Exercise prompt >>
Give again only those lines from the start of the entries through the line holding "if bytes.len() <", leaving them as they are.

Source information >>
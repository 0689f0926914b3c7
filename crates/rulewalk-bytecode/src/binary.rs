//! Binary serialization for compiled grammars using postcard.
//!
//! Layout: 4-byte magic, little-endian `u16` version, postcard-encoded tables.
//! Nodes travel in their packed 32-bit form.

use crate::{CompiledGrammar, GrammarError};

pub const MAGIC: [u8; 4] = *b"RWGR";
pub const VERSION: u16 = 1;

const HEADER_LEN: usize = MAGIC.len() + size_of::<u16>();

impl CompiledGrammar {
    /// Serialize the tables to the binary format.
    pub fn to_binary(&self) -> Vec<u8> {
        let body = postcard::to_allocvec(self).expect("serialization should not fail");
        let mut out = Vec::with_capacity(HEADER_LEN + body.len());
        out.extend_from_slice(&MAGIC);
        out.extend_from_slice(&VERSION.to_le_bytes());
        out.extend_from_slice(&body);
        out
    }

    /// Load and verify tables produced by [`CompiledGrammar::to_binary`].
    pub fn from_binary(bytes: &[u8]) -> Result<Self, GrammarError> {
        if bytes.len() < HEADER_LEN || bytes[..MAGIC.len()] != MAGIC {
            return Err(GrammarError::InvalidMagic);
        }
        let version = u16::from_le_bytes([bytes[4], bytes[5]]);
        if version != VERSION {
            return Err(GrammarError::UnsupportedVersion(version));
        }

        let (grammar, rest): (CompiledGrammar, _) =
            postcard::take_from_bytes(&bytes[HEADER_LEN..]).map_err(GrammarError::Binary)?;
        if !rest.is_empty() {
            return Err(GrammarError::TrailingBytes(rest.len()));
        }

        grammar.verify()?;
        Ok(grammar)
    }
}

Answer space >>
repository 0689f0926914b3c7
filename crates/rulewalk-bytecode/src/binary.rs
//! Binary serialization for compiled grammars using postcard.
//!
//! Layout: 4-byte magic, little-endian `u16` version, postcard-encoded tables.
//! Nodes travel in their packed 32-bit form.

use crate::{CompiledGrammar, GrammarError};

pub const MAGIC: [u8; 4] = *b"RWGR";
pub const VERSION: u16 = 1;

const HEADER_LEN: usize = MAGIC.len() + size_of::<u16>();

impl CompiledGrammar {
    /// Serialize the tables to the binary format.
    pub fn to_binary(&self) -> Vec<u8> {
        let body = postcard::to_allocvec(self).expect("serialization should not fail");
        let mut out = Vec::with_capacity(HEADER_LEN + body.len());
        out.extend_from_slice(&MAGIC);
        out.extend_from_slice(&VERSION.to_le_bytes());
        out.extend_from_slice(&body);
        out
    }

    /// Load and verify tables produced by [`CompiledGrammar::to_binary`].
    pub fn from_binary(bytes: &[u8]) -> Result<Self, GrammarError> {
        if bytes.len() < HEADER_LEN || bytes[..MAGIC.len()] != MAGIC {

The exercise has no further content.